● AIM OF THE EXERCISE
Scan the listing below for the word "wiki" and copy every line where it occurs.

● PROVIDED RECORDS

--------------------

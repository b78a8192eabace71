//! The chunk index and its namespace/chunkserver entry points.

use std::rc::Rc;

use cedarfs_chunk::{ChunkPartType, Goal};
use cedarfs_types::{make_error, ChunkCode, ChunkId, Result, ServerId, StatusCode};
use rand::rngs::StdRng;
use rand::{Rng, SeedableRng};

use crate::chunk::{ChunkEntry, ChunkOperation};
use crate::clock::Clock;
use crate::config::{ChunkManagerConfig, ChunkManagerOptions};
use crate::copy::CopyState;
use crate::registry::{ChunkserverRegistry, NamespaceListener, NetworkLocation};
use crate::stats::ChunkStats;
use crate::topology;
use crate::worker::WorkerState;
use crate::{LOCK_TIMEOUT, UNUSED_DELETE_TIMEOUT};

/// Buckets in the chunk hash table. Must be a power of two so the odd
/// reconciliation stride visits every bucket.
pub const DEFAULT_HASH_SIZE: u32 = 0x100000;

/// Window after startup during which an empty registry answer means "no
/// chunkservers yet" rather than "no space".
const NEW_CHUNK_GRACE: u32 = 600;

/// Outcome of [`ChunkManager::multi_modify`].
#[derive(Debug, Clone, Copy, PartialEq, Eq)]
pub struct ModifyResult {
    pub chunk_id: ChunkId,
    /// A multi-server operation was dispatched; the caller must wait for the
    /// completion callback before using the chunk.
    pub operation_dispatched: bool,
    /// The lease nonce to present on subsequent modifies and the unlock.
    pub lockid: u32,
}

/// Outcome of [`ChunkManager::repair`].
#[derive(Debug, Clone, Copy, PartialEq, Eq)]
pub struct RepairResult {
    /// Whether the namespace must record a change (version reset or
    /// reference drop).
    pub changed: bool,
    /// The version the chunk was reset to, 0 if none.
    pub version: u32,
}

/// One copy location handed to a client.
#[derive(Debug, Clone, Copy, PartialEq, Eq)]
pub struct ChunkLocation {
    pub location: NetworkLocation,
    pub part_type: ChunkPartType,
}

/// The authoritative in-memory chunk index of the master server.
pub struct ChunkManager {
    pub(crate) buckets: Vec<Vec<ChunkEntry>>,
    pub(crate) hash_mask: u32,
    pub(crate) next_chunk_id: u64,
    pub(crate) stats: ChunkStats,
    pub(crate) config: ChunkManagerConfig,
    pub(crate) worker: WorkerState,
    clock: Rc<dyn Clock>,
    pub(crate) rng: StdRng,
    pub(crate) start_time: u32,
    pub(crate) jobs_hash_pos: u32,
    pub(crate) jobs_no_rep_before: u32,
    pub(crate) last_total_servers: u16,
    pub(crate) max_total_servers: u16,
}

--------------------

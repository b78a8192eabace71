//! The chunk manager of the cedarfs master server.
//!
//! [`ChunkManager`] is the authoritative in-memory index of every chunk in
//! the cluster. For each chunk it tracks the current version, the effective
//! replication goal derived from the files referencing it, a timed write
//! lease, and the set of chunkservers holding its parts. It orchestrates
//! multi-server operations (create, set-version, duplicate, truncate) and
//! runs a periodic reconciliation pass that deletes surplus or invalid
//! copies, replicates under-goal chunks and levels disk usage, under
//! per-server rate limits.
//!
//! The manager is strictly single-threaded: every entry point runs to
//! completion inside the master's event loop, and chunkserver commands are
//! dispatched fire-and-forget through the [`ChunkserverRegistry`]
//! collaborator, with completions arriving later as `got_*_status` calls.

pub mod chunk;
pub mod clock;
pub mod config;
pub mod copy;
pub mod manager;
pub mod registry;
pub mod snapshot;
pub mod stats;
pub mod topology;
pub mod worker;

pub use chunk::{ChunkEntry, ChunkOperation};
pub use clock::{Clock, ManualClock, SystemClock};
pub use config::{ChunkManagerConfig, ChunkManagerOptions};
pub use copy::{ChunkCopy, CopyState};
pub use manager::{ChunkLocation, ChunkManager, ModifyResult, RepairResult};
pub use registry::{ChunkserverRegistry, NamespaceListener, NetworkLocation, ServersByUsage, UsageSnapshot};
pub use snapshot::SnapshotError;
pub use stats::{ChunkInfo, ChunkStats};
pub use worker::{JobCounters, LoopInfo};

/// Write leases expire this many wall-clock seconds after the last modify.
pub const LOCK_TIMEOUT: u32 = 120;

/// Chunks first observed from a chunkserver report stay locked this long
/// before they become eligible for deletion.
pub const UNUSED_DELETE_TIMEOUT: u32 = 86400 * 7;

--------------------

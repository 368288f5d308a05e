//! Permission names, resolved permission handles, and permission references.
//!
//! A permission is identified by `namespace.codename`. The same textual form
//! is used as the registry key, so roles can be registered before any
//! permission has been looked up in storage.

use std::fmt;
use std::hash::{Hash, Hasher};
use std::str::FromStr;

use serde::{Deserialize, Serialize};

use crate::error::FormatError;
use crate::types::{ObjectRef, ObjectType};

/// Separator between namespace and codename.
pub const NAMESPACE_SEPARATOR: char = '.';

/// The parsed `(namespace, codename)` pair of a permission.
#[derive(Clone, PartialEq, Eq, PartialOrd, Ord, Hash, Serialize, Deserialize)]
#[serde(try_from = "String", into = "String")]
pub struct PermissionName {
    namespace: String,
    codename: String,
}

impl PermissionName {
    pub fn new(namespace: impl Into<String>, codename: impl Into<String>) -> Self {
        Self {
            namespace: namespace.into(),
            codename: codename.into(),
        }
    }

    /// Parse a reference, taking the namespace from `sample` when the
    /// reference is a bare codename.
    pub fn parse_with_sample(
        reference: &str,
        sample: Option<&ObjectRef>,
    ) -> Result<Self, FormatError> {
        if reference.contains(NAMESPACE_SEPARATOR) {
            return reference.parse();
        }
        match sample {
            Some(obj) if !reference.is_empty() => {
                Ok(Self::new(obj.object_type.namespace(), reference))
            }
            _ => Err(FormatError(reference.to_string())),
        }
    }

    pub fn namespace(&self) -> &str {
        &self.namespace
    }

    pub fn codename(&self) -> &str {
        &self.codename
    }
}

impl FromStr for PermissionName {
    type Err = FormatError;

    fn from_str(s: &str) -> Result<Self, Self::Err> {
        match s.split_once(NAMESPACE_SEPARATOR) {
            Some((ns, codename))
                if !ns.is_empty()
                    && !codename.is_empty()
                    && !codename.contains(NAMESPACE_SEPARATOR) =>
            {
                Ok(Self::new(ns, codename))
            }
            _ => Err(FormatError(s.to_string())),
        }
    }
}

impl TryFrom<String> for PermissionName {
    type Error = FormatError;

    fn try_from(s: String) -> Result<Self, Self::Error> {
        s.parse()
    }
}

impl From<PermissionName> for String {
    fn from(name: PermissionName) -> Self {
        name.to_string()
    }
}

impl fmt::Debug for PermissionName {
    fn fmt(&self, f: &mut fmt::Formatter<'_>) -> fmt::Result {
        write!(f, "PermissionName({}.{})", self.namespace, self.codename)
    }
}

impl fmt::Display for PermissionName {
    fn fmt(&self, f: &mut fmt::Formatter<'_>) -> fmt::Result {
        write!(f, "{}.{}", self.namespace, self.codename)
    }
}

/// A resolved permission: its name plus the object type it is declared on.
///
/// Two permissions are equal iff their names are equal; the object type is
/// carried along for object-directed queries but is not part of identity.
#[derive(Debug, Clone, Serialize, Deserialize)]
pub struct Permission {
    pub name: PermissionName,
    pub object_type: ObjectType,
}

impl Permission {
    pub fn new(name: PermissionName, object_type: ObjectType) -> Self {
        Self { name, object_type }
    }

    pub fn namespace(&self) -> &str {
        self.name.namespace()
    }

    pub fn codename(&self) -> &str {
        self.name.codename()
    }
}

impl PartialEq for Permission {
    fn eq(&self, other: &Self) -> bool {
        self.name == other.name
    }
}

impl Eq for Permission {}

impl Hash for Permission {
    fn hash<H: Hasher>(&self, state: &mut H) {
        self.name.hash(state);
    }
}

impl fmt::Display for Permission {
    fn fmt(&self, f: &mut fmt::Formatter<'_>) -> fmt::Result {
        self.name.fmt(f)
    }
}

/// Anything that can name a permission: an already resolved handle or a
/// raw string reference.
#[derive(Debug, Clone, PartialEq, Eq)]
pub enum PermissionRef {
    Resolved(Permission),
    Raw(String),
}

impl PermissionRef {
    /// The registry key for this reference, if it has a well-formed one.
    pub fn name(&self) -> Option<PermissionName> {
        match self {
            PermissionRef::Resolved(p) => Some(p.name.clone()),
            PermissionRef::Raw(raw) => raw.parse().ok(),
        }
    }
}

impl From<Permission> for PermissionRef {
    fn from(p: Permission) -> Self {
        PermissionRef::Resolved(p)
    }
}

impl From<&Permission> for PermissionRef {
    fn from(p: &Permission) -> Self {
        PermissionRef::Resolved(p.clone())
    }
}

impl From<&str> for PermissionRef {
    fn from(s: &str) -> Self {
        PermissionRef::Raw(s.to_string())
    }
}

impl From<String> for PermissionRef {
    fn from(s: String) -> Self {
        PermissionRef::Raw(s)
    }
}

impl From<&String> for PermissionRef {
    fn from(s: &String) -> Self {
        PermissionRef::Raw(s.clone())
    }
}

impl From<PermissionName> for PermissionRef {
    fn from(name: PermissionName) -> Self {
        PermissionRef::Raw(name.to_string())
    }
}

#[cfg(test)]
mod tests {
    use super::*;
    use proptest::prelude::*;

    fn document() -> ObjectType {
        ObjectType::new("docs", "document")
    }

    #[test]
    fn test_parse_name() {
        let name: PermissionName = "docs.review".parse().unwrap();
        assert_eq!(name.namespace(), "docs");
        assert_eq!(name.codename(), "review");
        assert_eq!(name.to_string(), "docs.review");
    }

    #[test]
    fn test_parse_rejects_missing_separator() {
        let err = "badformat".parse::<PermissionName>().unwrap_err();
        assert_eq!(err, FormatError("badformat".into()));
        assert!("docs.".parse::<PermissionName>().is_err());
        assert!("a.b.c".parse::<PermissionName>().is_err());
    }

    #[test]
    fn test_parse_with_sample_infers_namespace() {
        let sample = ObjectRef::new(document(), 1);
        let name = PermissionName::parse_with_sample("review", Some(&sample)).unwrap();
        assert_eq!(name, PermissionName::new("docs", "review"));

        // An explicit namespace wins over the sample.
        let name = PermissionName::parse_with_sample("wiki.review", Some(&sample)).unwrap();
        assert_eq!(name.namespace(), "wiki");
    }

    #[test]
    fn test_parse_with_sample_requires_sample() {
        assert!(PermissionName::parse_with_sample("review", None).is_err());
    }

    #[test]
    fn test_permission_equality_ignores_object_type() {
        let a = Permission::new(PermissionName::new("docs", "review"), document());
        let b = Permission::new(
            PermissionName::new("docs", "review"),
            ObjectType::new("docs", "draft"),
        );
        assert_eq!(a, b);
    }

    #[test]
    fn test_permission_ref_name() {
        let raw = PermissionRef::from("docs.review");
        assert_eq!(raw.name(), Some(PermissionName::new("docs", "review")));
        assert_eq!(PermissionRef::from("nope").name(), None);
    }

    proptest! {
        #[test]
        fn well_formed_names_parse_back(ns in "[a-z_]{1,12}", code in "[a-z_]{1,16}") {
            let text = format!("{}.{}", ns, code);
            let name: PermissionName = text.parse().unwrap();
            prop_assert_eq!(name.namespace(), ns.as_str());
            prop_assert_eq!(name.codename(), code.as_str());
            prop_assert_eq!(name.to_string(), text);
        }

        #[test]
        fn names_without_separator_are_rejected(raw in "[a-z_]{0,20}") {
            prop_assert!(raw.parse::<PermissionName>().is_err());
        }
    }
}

--------------------

● PROBLEM SOLUTION
        let name = PermissionName::parse_with_sample("wiki.review", Some(&sample)).unwrap();
        assert_eq!(name.namespace(), "wiki");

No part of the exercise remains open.